Growing concern that the needs of domestic abuse victims are being overlooked in national response to Covid-19
Nearly four weeks into the Covid-19 crisis, Safe Ireland today said that it was growing increasingly concerned that key Government agencies are failing to respond adequately and in a timely manner to the urgent and practical needs of women and children experiencing domestic abuse and coercive control.
Safe Ireland is the national social change agency working with 38 member domestic violence services across the country.
The agency has submitted a proposal for emergency funding of €1.6 million to Government to ensure that services can respond adequately to the needs of women and children at this unique time. However, there has been no definite response.
In contrast, in the UK and Scotland, domestic violence services were allocated emergency funding as a priority government response to the virus. The emergency funding would be used to help accommodate women safely within the community, to ensure PPE, necessary technology and to provide for adequate professional staff throughout the crisis.
“We have an untenable situation at the moment, where women and children are living in communal refuges, with shared kitchens and bathrooms,” said Sharon O’Halloran, Safe Ireland Co-CEO. “These are potential sites for an outbreak of Covid-19. The women and children in these refuges should be moved into safe, self-contained accommodation as part of the emergency national response.”

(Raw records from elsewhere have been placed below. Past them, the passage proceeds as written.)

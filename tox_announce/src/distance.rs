/*! XOR distance between public keys.
*/

use std::cmp::Ordering;

use tox_crypto::*;

/// Trait for functionality related to distance between `PublicKey`s.
pub trait Distance {
    /// Check whether distance between PK1 and own PK is smaller than distance
    /// between PK2 and own PK.
    fn distance(&self, pk1: &PublicKey, pk2: &PublicKey) -> Ordering;
}

impl Distance for PublicKey {
    fn distance(&self, pk1: &PublicKey, pk2: &PublicKey) -> Ordering {
        for i in 0..crypto_box::KEY_SIZE {
            if pk1.as_bytes()[i] != pk2.as_bytes()[i] {
                return Ord::cmp(&(self.as_bytes()[i] ^ pk1.as_bytes()[i]), &(self.as_bytes()[i] ^ pk2.as_bytes()[i]))
            }
        }
        Ordering::Equal
    }
}
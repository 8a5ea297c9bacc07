/*! A pair of SocketAddr & PublicKey.
*/

use nom::{
    branch::alt,
    bytes::complete::tag,
    combinator::map,
    number::complete::be_u16,
    sequence::preceded,
};

use std::net::{
    IpAddr,
    Ipv4Addr,
    Ipv6Addr,
    SocketAddr,
    SocketAddrV4
};

use tox_binary_io::*;
use tox_crypto::*;

/// Size of serialized `PackedNode` with IPv4 address.
pub const PACKED_NODE_IPV4_SIZE: usize = 1 + 4 + 2 + PUBLICKEYBYTES;
/// Size of serialized `PackedNode` with IPv6 address.
pub const PACKED_NODE_IPV6_SIZE: usize = 1 + 16 + 2 + PUBLICKEYBYTES;

/** `PackedNode` format is a way to store the node info in a small yet easy to
parse format.

Announce responses carry the nodes closest to the searched key in this format.

To store more than one node, simply append another on to the previous one:

`[packed node 1][packed node 2][...]`

Serialized Packed node:

Length | Content
------ | -------
1      | Ip type (v4 or v6)
4 or 16| IPv4 or IPv6 address
2      | port
32     | node ID

Size of serialized `PackedNode` is 39 bytes with IPv4 node info, or 51 with
IPv6 node info.

Only UDP variants of Ip type are used, given that onion announce runs
solely on the UDP.
*/
#[derive(Clone, Debug, Eq, PartialEq)]
pub struct PackedNode {
    /// Socket addr of node.
    pub saddr: SocketAddr,
    /// Public Key of the node.
    pub pk: PublicKey,
}

impl ToBytes for PackedNode {
    #[rustfmt::skip]
    fn to_bytes<'a>(&self, buf: (&'a mut [u8], usize)) -> Result<(&'a mut [u8], usize), GenError> {
        do_gen!(buf,
            gen_be_u8!(self.ip_type()) >>
            gen_call!(|buf, addr| IpAddr::to_bytes(addr, buf), &self.saddr.ip()) >>
            gen_be_u16!(self.saddr.port()) >>
            gen_slice!(self.pk.as_bytes())
        )
    }
}

/** Deserialize bytes into `PackedNode`.

Can fail if:

 - Ip type is not UDP IPv4 (2) or UDP IPv6 (10)
 - length is too short for given Ip Type
 - PK can't be parsed
*/
impl FromBytes for PackedNode {
    fn from_bytes(input: &[u8]) -> IResult<&[u8], Self> {
        let (input, addr) = alt((
            preceded(tag(&[2][..]), map(Ipv4Addr::from_bytes, IpAddr::V4)),
            preceded(tag(&[10][..]), map(Ipv6Addr::from_bytes, IpAddr::V6)),
        ))(input)?;
        let (input, port) = be_u16(input)?;
        let (input, pk) = PublicKey::from_bytes(input)?;
        Ok((input, PackedNode::new(SocketAddr::new(addr, port), pk)))
    }
}

impl PackedNode {
    /// Create new `PackedNode`. The IPv6 address will be converted to IPv4 if
    /// it's IPv4-mapped.
    pub fn new(saddr: SocketAddr, pk: PublicKey) -> Self {
        PackedNode { saddr: PackedNode::ipv6_to_ipv4(saddr), pk }
    }

    /// Convert IPv6 address to IPv4 if it's IPv4-mapped. Otherwise return
    /// original address.
    fn ipv6_to_ipv4(saddr: SocketAddr) -> SocketAddr {
        match saddr {
            SocketAddr::V4(v4) => SocketAddr::V4(v4),
            SocketAddr::V6(v6) => {
                if let Some(converted_ip4) = v6.ip().to_ipv4_mapped() {
                    SocketAddr::V4(SocketAddrV4::new(converted_ip4, v6.port()))
                } else {
                    SocketAddr::V6(v6)
                }
            },
        }
    }

    /// Get an IP type from the `PackedNode`.
    pub fn ip_type(&self) -> u8 {
        if self.saddr.is_ipv4() {
            2
        } else {
            10
        }
    }

    /// Number of bytes this node occupies when serialized.
    pub fn size(&self) -> usize {
        if self.saddr.is_ipv4() {
            PACKED_NODE_IPV4_SIZE
        } else {
            PACKED_NODE_IPV6_SIZE
        }
    }
}
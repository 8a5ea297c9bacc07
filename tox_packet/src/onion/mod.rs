/*! Onion announce UDP Packets
*/

mod onion_announce_request;
mod onion_announce_response;
mod inner_onion_response;
mod onion_data_request;
mod onion_data_response;
mod onion_response_3;
mod friend_request;

pub use self::onion_announce_request::*;
pub use self::onion_announce_response::*;
pub use self::inner_onion_response::*;
pub use self::onion_data_request::*;
pub use self::onion_data_response::*;
pub use self::onion_response_3::*;
pub use self::friend_request::*;

use tox_binary_io::*;
use tox_crypto::*;

use nom::{
    branch::alt,
    bytes::complete::tag,
    combinator::{rest, value},
};

/// Size of serialized `IpPort` with padding, as stored in every onion return layer.
const SIZE_IPPORT: usize = 19;

const ONION_SEND_BASE: usize = PUBLICKEYBYTES + SIZE_IPPORT + MACBYTES;
const ONION_SEND_1: usize = NONCEBYTES + ONION_SEND_BASE * 3;
/// Maximum size of the data that can be sent through an onion path.
pub const MAX_ONION_DATA_SIZE: usize = ONION_MAX_PACKET_SIZE - (ONION_SEND_1 + 1); // 1 is for packet_id

/// The maximum size of onion packet including public key, nonce, packet kind
/// byte, onion return.
pub const ONION_MAX_PACKET_SIZE: usize = 1400;

/// Size of ping id that is sent in `OnionAnnounceRequest`.
pub const PING_ID_SIZE: usize = 32;

/// Maximum size of extra data that can be appended to a single
/// announce request or carried per node in an announce response.
pub const ONION_MAX_EXTRA_DATA_SIZE: usize = 136;

/// Maximum number of nodes sent in `OnionAnnounceResponse`.
pub const MAX_SENT_NODES: usize = 4;

/// Minimum size of `InnerOnionAnnounceRequest`: packet kind, nonce, sender
/// `PublicKey` and encrypted ping id, searched `PublicKey`, data `PublicKey`
/// and sendback data.
pub const ONION_ANNOUNCE_REQUEST_MIN_SIZE: usize =
    1 + NONCEBYTES + PUBLICKEYBYTES + PING_ID_SIZE + PUBLICKEYBYTES + PUBLICKEYBYTES + 8 + MACBYTES; // 177
/// Maximum size of `InnerOnionAnnounceRequest` with extra data.
pub const ONION_ANNOUNCE_REQUEST_MAX_SIZE: usize = ONION_ANNOUNCE_REQUEST_MIN_SIZE + ONION_MAX_EXTRA_DATA_SIZE; // 313

/// Minimum size of `OnionAnnounceResponse`: packet kind, announce status,
/// sendback data, nonce and encrypted ping id.
pub const ONION_ANNOUNCE_RESPONSE_MIN_SIZE: usize = 2 + 8 + NONCEBYTES + PING_ID_SIZE + MACBYTES; // 82
/// Maximum size of `OnionAnnounceResponse` with extra data.
pub const ONION_ANNOUNCE_RESPONSE_MAX_SIZE: usize =
    ONION_ANNOUNCE_RESPONSE_MIN_SIZE + ONION_MAX_EXTRA_DATA_SIZE * MAX_SENT_NODES; // 626

/// Minimum size of `InnerOnionDataRequest` with empty data.
pub const ONION_DATA_REQUEST_MIN_SIZE: usize = 1 + PUBLICKEYBYTES + NONCEBYTES + PUBLICKEYBYTES + MACBYTES; // 105
/// Maximum size in bytes of the data carried by `InnerOnionDataRequest`.
pub const MAX_DATA_REQUEST_SIZE: usize = MAX_ONION_DATA_SIZE - ONION_DATA_REQUEST_MIN_SIZE; // 1069
/// Minimum size of `OnionDataResponse` with empty data.
pub const ONION_DATA_RESPONSE_MIN_SIZE: usize = 1 + NONCEBYTES + PUBLICKEYBYTES + MACBYTES; // 73
/// Maximum size in bytes of `OnionDataResponseInnerPayload`.
pub const MAX_ONION_CLIENT_DATA_SIZE: usize = MAX_DATA_REQUEST_SIZE - (PUBLICKEYBYTES + MACBYTES);

/// Size of first `OnionReturn` struct with no inner `OnionReturn`s.
pub const ONION_RETURN_1_SIZE: usize = NONCEBYTES + SIZE_IPPORT + MACBYTES; // 59
/// Size of second `OnionReturn` struct with one inner `OnionReturn`.
pub const ONION_RETURN_2_SIZE: usize = NONCEBYTES + SIZE_IPPORT + MACBYTES + ONION_RETURN_1_SIZE; // 118
/// Size of third `OnionReturn` struct with two inner `OnionReturn`s.
pub const ONION_RETURN_3_SIZE: usize = NONCEBYTES + SIZE_IPPORT + MACBYTES + ONION_RETURN_2_SIZE; // 177

/** Encrypted onion return addresses.

When DHT node receives OnionRequest packet it appends `OnionReturn` to the end
of the next request packet it will send. So when DHT node receives OnionResponse
packet it will know where to send the next response packet by decrypting
`OnionReturn` from received packet. If node can't decrypt `OnionReturn` that
means that onion path is expired and packet should be dropped.

The announce node never decrypts it: the return is stored as an owned value next
to the announced key and is handed back to the onion layer together with the
response.

Serialized form:

Length                | Content
--------              | ------
`24`                  | `Nonce`
`35` or `94` or `153` | Payload

*/
#[derive(Clone, Debug, Eq, PartialEq)]
pub struct OnionReturn {
    /// Nonce for the current encrypted payload
    pub nonce: Nonce,
    /// Encrypted payload
    pub payload: Vec<u8>,
}

impl FromBytes for OnionReturn {
    fn from_bytes(input: &[u8]) -> IResult<&[u8], Self> {
        let (input, nonce) = Nonce::from_bytes(input)?;
        let (input, payload) = rest(input)?;
        Ok((input, OnionReturn { nonce, payload: payload.to_vec() }))
    }
}

impl ToBytes for OnionReturn {
    #[rustfmt::skip]
    fn to_bytes<'a>(&self, buf: (&'a mut [u8], usize)) -> Result<(&'a mut [u8], usize), GenError> {
        do_gen!(buf,
            gen_slice!(self.nonce.as_ref()) >>
            gen_slice!(self.payload.as_slice())
        )
    }
}

/** Form of an announce packet.

Legacy announce packets (`0x83`/`0x84`) have a fixed layout. Extended packets
(`0x87`/`0x88`) carry a node count byte and extra data after the nodes.
*/
#[derive(Clone, Copy, Debug, Eq, PartialEq, Hash)]
pub enum AnnounceFormat {
    /// `0x83` requests and `0x84` responses
    Legacy,
    /// `0x87` requests and `0x88` responses
    Extended,
}

impl AnnounceFormat {
    /// Packet kind byte of the announce request of this form.
    pub fn request_kind(self) -> u8 {
        match self {
            AnnounceFormat::Legacy => 0x83,
            AnnounceFormat::Extended => 0x87,
        }
    }

    /// Packet kind byte of the announce response of this form.
    pub fn response_kind(self) -> u8 {
        match self {
            AnnounceFormat::Legacy => 0x84,
            AnnounceFormat::Extended => 0x88,
        }
    }

    /// Maximum size of the request of this form. Legacy requests can't carry
    /// extra data so their size is always the minimum.
    pub fn request_max_size(self) -> usize {
        match self {
            AnnounceFormat::Legacy => ONION_ANNOUNCE_REQUEST_MIN_SIZE,
            AnnounceFormat::Extended => ONION_ANNOUNCE_REQUEST_MAX_SIZE,
        }
    }

    fn request_from_bytes(input: &[u8]) -> IResult<&[u8], Self> {
        alt((
            value(AnnounceFormat::Legacy, tag(&[0x83][..])),
            value(AnnounceFormat::Extended, tag(&[0x87][..])),
        ))(input)
    }

    fn response_from_bytes(input: &[u8]) -> IResult<&[u8], Self> {
        alt((
            value(AnnounceFormat::Legacy, tag(&[0x84][..])),
            value(AnnounceFormat::Extended, tag(&[0x88][..])),
        ))(input)
    }
}

/** Represents the result of sent `AnnounceRequest`.

Also known as `is_stored` number.

*/
#[derive(Clone, Copy, Debug, Eq, PartialEq)]
pub enum AnnounceStatus {
    /// Failed to announce ourselves or find requested node
    Failed = 0,
    /// Requested node is found by its long term `PublicKey`
    Found = 1,
    /// We successfully announced ourselves
    Announced = 2,
}

impl FromBytes for AnnounceStatus {
    fn from_bytes(input: &[u8]) -> IResult<&[u8], Self> {
        alt((
            value(AnnounceStatus::Failed, tag(&[0][..])),
            value(AnnounceStatus::Found, tag(&[1][..])),
            value(AnnounceStatus::Announced, tag(&[2][..])),
        ))(input)
    }
}

impl ToBytes for AnnounceStatus {
    fn to_bytes<'a>(&self, buf: (&'a mut [u8], usize)) -> Result<(&'a mut [u8], usize), GenError> {
        gen_be_u8!(buf, *self as u8)
    }
}
/*! Onion announce node: announce list, ping ids and data forwarding.
*/

pub mod errors;
pub mod ping_id;
pub mod entries;
pub mod extra_data;
pub mod onion_announce;
pub mod data_receiver;
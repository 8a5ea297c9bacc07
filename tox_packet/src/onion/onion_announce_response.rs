/*! OnionAnnounceResponse packet with OnionAnnounceResponsePayload
*/

use super::*;

use crypto_box::aead::{Aead, Error as AeadError};
use rand::{CryptoRng, Rng};

use crate::errors::*;
use crate::packed_node::*;

use nom::{
    combinator::{eof, rest, rest_len, success, verify},
    multi::{count, many0},
    number::complete::{le_u64, le_u8},
};

/// Size of the unencrypted part of `OnionAnnounceResponse` plus the
/// authentication tag: packet kind, sendback data, nonce and MAC.
pub const ONION_ANNOUNCE_RESPONSE_OVERHEAD: usize = 1 + 8 + NONCEBYTES + MACBYTES;

/** It's used to respond to `OnionAnnounceRequest` packet.

sendback_data is the data from `OnionAnnounceRequest` that should be sent in the
response as is. It's used in onion client to match onion response with sent
request.

Serialized form:

Length   | Content
-------- | ------
`1`      | `0x84` or `0x88`
`8`      | Data to send back in response
`24`     | `Nonce`
variable | Payload

where payload is encrypted [`OnionAnnounceResponsePayload`](./struct.OnionAnnounceResponsePayload.html)

*/
#[derive(Clone, Debug, Eq, PartialEq)]
pub struct OnionAnnounceResponse {
    /// Form of the response, the same as the form of the request
    pub format: AnnounceFormat,
    /// Data to send back in response
    pub sendback_data: u64,
    /// Nonce for the current encrypted payload
    pub nonce: Nonce,
    /// Encrypted payload
    pub payload: Vec<u8>,
}

impl FromBytes for OnionAnnounceResponse {
    fn from_bytes(input: &[u8]) -> IResult<&[u8], Self> {
        let (input, _) = verify(rest_len, |len| {
            *len >= ONION_ANNOUNCE_RESPONSE_MIN_SIZE && *len <= ONION_ANNOUNCE_RESPONSE_MAX_SIZE
        })(input)?;
        let (input, format) = AnnounceFormat::response_from_bytes(input)?;
        let (input, sendback_data) = le_u64(input)?;
        let (input, nonce) = Nonce::from_bytes(input)?;
        let (input, payload) = rest(input)?;
        Ok((input, OnionAnnounceResponse {
            format,
            sendback_data,
            nonce,
            payload: payload.to_vec(),
        }))
    }
}

impl ToBytes for OnionAnnounceResponse {
    #[rustfmt::skip]
    fn to_bytes<'a>(&self, buf: (&'a mut [u8], usize)) -> Result<(&'a mut [u8], usize), GenError> {
        do_gen!(buf,
            gen_be_u8!(self.format.response_kind()) >>
            gen_le_u64!(self.sendback_data) >>
            gen_slice!(self.nonce.as_ref()) >>
            gen_slice!(self.payload.as_slice()) >>
            gen_len_limit(ONION_ANNOUNCE_RESPONSE_MAX_SIZE)
        )
    }
}

impl OnionAnnounceResponse {
    /// Create new `OnionAnnounceResponse` object sealing the payload with a
    /// fresh nonce.
    ///
    /// Fails if the packet would exceed `ONION_ANNOUNCE_RESPONSE_MAX_SIZE` or
    /// if the payload can't be represented in the given form.
    pub fn new<R: Rng + CryptoRng>(
        rng: &mut R,
        shared_secret: &SalsaBox,
        format: AnnounceFormat,
        sendback_data: u64,
        payload: &OnionAnnounceResponsePayload,
    ) -> Result<OnionAnnounceResponse, BuildPacketError> {
        let len = ONION_ANNOUNCE_RESPONSE_OVERHEAD + payload.size(format);
        if len > ONION_ANNOUNCE_RESPONSE_MAX_SIZE {
            return Err(BuildPacketError::TooLong { len, max: ONION_ANNOUNCE_RESPONSE_MAX_SIZE });
        }

        let nonce = gen_nonce(rng);
        let mut buf = [0; ONION_ANNOUNCE_RESPONSE_MAX_SIZE];
        let (_, size) = payload.to_bytes((&mut buf, 0), format)?;
        let payload = shared_secret.encrypt((&nonce).into(), &buf[..size])
            .map_err(|AeadError| BuildPacketError::Encrypt)?;

        Ok(OnionAnnounceResponse {
            format,
            sendback_data,
            nonce,
            payload,
        })
    }

    /** Decrypt payload and try to parse it as `OnionAnnounceResponsePayload`.

    Returns `Error` in case of failure:

    - fails to decrypt
    - fails to parse as `OnionAnnounceResponsePayload`
    */
    pub fn get_payload(&self, shared_secret: &SalsaBox) -> Result<OnionAnnounceResponsePayload, GetPayloadError> {
        let decrypted = shared_secret.decrypt((&self.nonce).into(), self.payload.as_slice())
            .map_err(|AeadError| GetPayloadError::decrypt())?;
        match OnionAnnounceResponsePayload::from_bytes(&decrypted, self.format) {
            Err(error) => Err(GetPayloadError::deserialize(error, decrypted.clone())),
            Ok((_, inner)) => Ok(inner),
        }
    }
}

/** Unencrypted payload of `OnionAnnounceResponse` packet.

`announce_status` variable contains the result of sent request. It might have
values:

* 0: failed to announce ourselves or find requested node
* 1: requested node is found by its long term `PublicKey`
* 2: we successfully announced ourselves

In case of announce_status is equal to 1 ping_id will contain `PublicKey` that
should be used to send data packets to the requested node. In other cases it
will contain ping id that should be used for announcing ourselves.

Serialized form of `0x84` responses:

Length     | Content
--------   | ------
`1`        | `announce_status` (aka `is_stored`)
`32`       | Onion ping id or `PublicKey`
`[0, 204]` | Nodes in packed format

Serialized form of `0x88` responses:

Length     | Content
--------   | ------
`1`        | `announce_status` (aka `is_stored`)
`32`       | Onion ping id or `PublicKey`
`1`        | Number of nodes
`[0, 204]` | Nodes in packed format
variable   | Extra data

*/
#[derive(Clone, Debug, Eq, PartialEq)]
pub struct OnionAnnounceResponsePayload {
    /// Variable that represents result of sent `OnionAnnounceRequest`. Also known
    /// as `is_stored` variable
    pub announce_status: AnnounceStatus,
    /// Onion ping id or PublicKey that should be used to send data packets
    pub ping_id_or_pk: [u8; PING_ID_SIZE],
    /// Up to 4 closest to the requested PublicKey DHT nodes
    pub nodes: Vec<PackedNode>,
    /// Data appended by the extra data producer, always empty in `0x84` responses
    pub extra_data: Vec<u8>,
}

impl OnionAnnounceResponsePayload {
    /// Parse the payload of a response of the given form.
    pub fn from_bytes(input: &[u8], format: AnnounceFormat) -> IResult<&[u8], Self> {
        let (input, announce_status) = AnnounceStatus::from_bytes(input)?;
        let (input, ping_id_or_pk) = <[u8; PING_ID_SIZE]>::from_bytes(input)?;
        let (input, nodes, extra_data) = match format {
            AnnounceFormat::Legacy => {
                let (input, nodes) = many0(PackedNode::from_bytes)(input)?;
                let (input, _) = verify(success(nodes.len()), |len| *len <= MAX_SENT_NODES)(input)?;
                let (input, _) = eof(input)?;
                (input, nodes, Vec::new())
            },
            AnnounceFormat::Extended => {
                let (input, nodes_count) = verify(le_u8, |len| usize::from(*len) <= MAX_SENT_NODES)(input)?;
                let (input, nodes) = count(PackedNode::from_bytes, usize::from(nodes_count))(input)?;
                let (input, extra_data) = rest(input)?;
                (input, nodes, extra_data.to_vec())
            },
        };
        Ok((input, OnionAnnounceResponsePayload {
            announce_status,
            ping_id_or_pk,
            nodes,
            extra_data,
        }))
    }

    /// Serialize the payload in the given form.
    #[rustfmt::skip]
    pub fn to_bytes<'a>(&self, buf: (&'a mut [u8], usize), format: AnnounceFormat) -> Result<(&'a mut [u8], usize), GenError> {
        if self.nodes.len() > MAX_SENT_NODES {
            return gen_error(buf, 0);
        }
        match format {
            AnnounceFormat::Legacy => {
                if !self.extra_data.is_empty() {
                    return gen_error(buf, 0);
                }
                do_gen!(buf,
                    gen_call!(|buf, announce_status| AnnounceStatus::to_bytes(announce_status, buf), &self.announce_status) >>
                    gen_slice!(self.ping_id_or_pk.as_ref()) >>
                    gen_many_ref!(&self.nodes, |buf, node| PackedNode::to_bytes(node, buf))
                )
            },
            AnnounceFormat::Extended => {
                do_gen!(buf,
                    gen_call!(|buf, announce_status| AnnounceStatus::to_bytes(announce_status, buf), &self.announce_status) >>
                    gen_slice!(self.ping_id_or_pk.as_ref()) >>
                    gen_be_u8!(self.nodes.len() as u8) >>
                    gen_many_ref!(&self.nodes, |buf, node| PackedNode::to_bytes(node, buf)) >>
                    gen_slice!(self.extra_data.as_slice())
                )
            },
        }
    }

    /// Number of bytes this payload occupies when serialized in the given form.
    pub fn size(&self, format: AnnounceFormat) -> usize {
        let nodes_size: usize = self.nodes.iter().map(PackedNode::size).sum();
        let nodes_count_size = match format {
            AnnounceFormat::Legacy => 0,
            AnnounceFormat::Extended => 1,
        };
        1 + PING_ID_SIZE + nodes_count_size + nodes_size + self.extra_data.len()
    }

    /// Number of extra data bytes that can still be appended to this payload
    /// without exceeding `ONION_ANNOUNCE_RESPONSE_MAX_SIZE`.
    pub fn extra_data_budget(&self) -> usize {
        ONION_ANNOUNCE_RESPONSE_MAX_SIZE.saturating_sub(ONION_ANNOUNCE_RESPONSE_OVERHEAD + self.size(AnnounceFormat::Extended))
    }
}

“Overall the capacity of our emergency accommodation services is down about 20% because we have to leave some units as isolation spaces,” she continued. “We need to be thinking creatively and at a national level about how we can accommodate all women and children safely when they look for support, particularly as the weeks of containment and isolation progress.”
She suggested that this might mean identifying Airbandb accommodation or other housing stock in the community. Resources are urgently needed from the government to make this happen, she said.
Last Friday, the agency also submitted a proposal to the Department of Social Protection that women and children in need of immediate relocation as a result of domestic violence are facilitated to access emergency rent supplement for a period of three months and/or the duration of the Covid-19 emergency.
Domestic violence is a leading cause of homelessness for women and children. Housing instability is four times more likely for women and children who have experienced domestic violence.